ASU buys a rare for Siberia sequencing device

12 November 2018 Department of Information and Media Communications
The scientists of Altai State University have begun research in the field of genome-wide sequencing using a unique technology of nanopore sequencing. Such systems are still rare for Siberia and there are few such devices on the territory of the region.

OxfordNanopore's MinIon genome-wide sequencer is able to decipher the DNA and RNA sequence in almost any organism. The South Siberian Botanical Garden of Altai State University obtained this equipment in the summer of 2018 and began research work with the usage of the device in autumn.

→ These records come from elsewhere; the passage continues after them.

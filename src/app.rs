//! Main application module for the parallax photo viewer.
//!
//! Wires the tracker subscription, the liveness monitor, the camera mapper
//! and the scene into one single-threaded render loop. Each frame pumps the
//! sensor, runs the quiet-period check, moves the applied pose toward its
//! target and presents a scene snapshot; the render step never mutates
//! tracking state.

use crate::{
    assets::ImagePair,
    camera::{CameraMapping, CameraTarget, EasedPose},
    config::Config,
    error::Result,
    liveness::{LivenessMonitor, TrackingState},
    renderer::{RenderBackend, SurfaceEvent},
    scene::SceneState,
    tracker::{HeadSensor, TrackerSubscription},
};
use log::{debug, info};
use std::time::{Duration, Instant};

/// Main application struct
pub struct App<B: RenderBackend> {
    subscription: TrackerSubscription,
    monitor: LivenessMonitor,
    mapping: CameraMapping,
    pose: EasedPose,
    target: CameraTarget,
    scene: SceneState,
    backend: B,
    frame_budget: Duration,
}

impl<B: RenderBackend> App<B> {
    /// Create the viewer from validated configuration, loaded assets, a head
    /// sensor and a render backend.
    ///
    /// A sensor that fails to initialize degrades to a permanently quiet
    /// subscription; the viewer then rests at the neutral pose.
    pub fn new(config: &Config, images: &ImagePair, sensor: Box<dyn HeadSensor>, backend: B) -> Result<Self> {
        config.validate()?;

        info!("Initializing parallax photo viewer");

        let subscription = TrackerSubscription::subscribe(sensor, &config.tracker);
        if !subscription.is_connected() {
            info!("Running without head tracking; camera will rest at the neutral pose");
        }

        let scene = SceneState::new(
            images,
            config.material,
            (config.display.surface_width, config.display.surface_height),
            (config.mesh.segments_x, config.mesh.segments_y),
        )?;

        let mapping = config.camera_mapping();
        let now = Instant::now();
        let monitor = LivenessMonitor::new(config.quiet_period(), now);

        // Rest at neutral until the first sample arrives
        let target = CameraTarget {
            position: mapping.neutral_position,
            displacement_scale: config.material.displacement_scale,
        };
        let pose = EasedPose::new(target, config.camera.easing);

        Ok(Self {
            subscription,
            monitor,
            mapping,
            pose,
            target,
            scene,
            backend,
            frame_budget: Duration::from_secs(1) / config.display.target_fps,
        })
    }

    /// Advance one frame at `now`, easing over `dt` seconds.
    ///
    /// Returns `false` once the surface asked to close.
    pub fn step(&mut self, now: Instant, dt: f64) -> Result<bool> {
        for event in self.backend.poll_events() {
            match event {
                SurfaceEvent::Resized(width, height) => {
                    debug!("Surface resized to {width}x{height}");
                    self.backend.resize(width, height)?;
                    self.scene.handle_resize(width, height);
                }
                SurfaceEvent::CloseRequested => {
                    info!("Close requested by surface");
                    return Ok(false);
                }
            }
        }

        // Pump the tracker; a new sample retargets the camera immediately
        if let Some(sample) = self.subscription.poll_sample() {
            self.monitor.observe_sample(sample, now);
            self.target = self
                .mapping
                .target_for_sample(sample, self.scene.material.displacement_scale);
        }

        // Quiet-period check against the adapter's live value
        if self.monitor.tick(self.subscription.last_view(), now) == TrackingState::Lost {
            self.target = self.mapping.target_for_lost(self.scene.material.displacement_scale);
        }

        self.pose.advance(&self.target, dt);
        self.scene.camera.position = self.pose.position();
        self.scene.applied_displacement = self.pose.displacement_scale();

        self.backend.present(&self.scene)?;

        Ok(true)
    }

    /// Run the render loop until the surface closes
    pub fn run(&mut self) -> Result<()> {
        self.run_inner(None)
    }

    /// Run the render loop for at most `frames` frames
    pub fn run_frames(&mut self, frames: u64) -> Result<()> {
        self.run_inner(Some(frames))
    }

    fn run_inner(&mut self, max_frames: Option<u64>) -> Result<()> {
        info!("Starting render loop");

        let mut frame_count = 0u64;
        let mut last = Instant::now();

        loop {
            let now = Instant::now();
            let dt = now.duration_since(last).as_secs_f64();
            last = now;

            if !self.step(now, dt)? {
                break;
            }

            frame_count += 1;
            if let Some(max) = max_frames {
                if frame_count >= max {
                    info!("Frame limit of {max} reached");
                    break;
                }
            }

            let spent = now.elapsed();
            if spent < self.frame_budget {
                std::thread::sleep(self.frame_budget - spent);
            }
        }

        info!("Viewer shutting down after {frame_count} frames");
        Ok(())
    }

    /// Current liveness state
    #[must_use]
    pub fn tracking_state(&self) -> TrackingState {
        self.monitor.state()
    }

    /// Current camera target
    #[must_use]
    pub fn target(&self) -> CameraTarget {
        self.target
    }

    /// Scene snapshot
    #[must_use]
    pub fn scene(&self) -> &SceneState {
        &self.scene
    }

    /// Mutable scene access for the tweak panel binding
    pub fn scene_mut(&mut self) -> &mut SceneState {
        &mut self.scene
    }

    /// The render backend
    #[must_use]
    pub fn backend(&self) -> &B {
        &self.backend
    }

    /// Mutable backend access (event injection in headless runs)
    pub fn backend_mut(&mut self) -> &mut B {
        &mut self.backend
    }
}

The junior researcher at the South-Siberian Botanical Garden of ASU Mikhail Skaptsov is now working on the sequencer as part of several projects at once.

For example, he conducts genome-wide sequencing of the ancient domestic animals’ bones found by archaeologists of Altai State University as part of a project under the leadership of Professor Alexei Tishkin, which will establish the history of the formation of domestic animal breeds.

Another project, supported by the Russian Foundation for Basic Research in conjunction with the State Natural Science Foundation of China, is investigating the evolution of two groups of the oldest plants of the plant family, followed by prediction of the evolutionary processes in similar groups of plants.

“Within the framework of the project “The Taxonomy of the Selaginella Sanguinolenta and S. Helvetica Complex”, supervised by the director of the South Siberian Botanical Garden, Professor Alexander Shmakov, we are studying microevolutionary processes of plants and their influence on the genome. That is, we plan to find out what happens to the genome during the divergence of species and characters in parallel evolution,” Mikhail Skaptsov explained. “With the help of the sequencer, we estimate the influence of microevolutionary processes on the plant genome. This device allows us to fully analyze the genome of the plant, and to assess what has happened to it during hundreds and thousands of years in cases of polyploidy, hereditary changes, hybridization using the data obtained. Accordingly, we can evaluate the similarity of these plants at the level of their genomes: which genes are turned on or turned off, why this or that morphological change subsequently occurred.”

The DNA sequencing technique was used by the Swedish scientist Svante Pääbo, the founder of paleogenetics, to reconstruct the DNA extracted from a bone fragment that was found in the Denisova cave in Altai. As a result, scientists ascertained the existence of a previously unknown extinct species of archaic humans in the genus Homo – the Denisovan.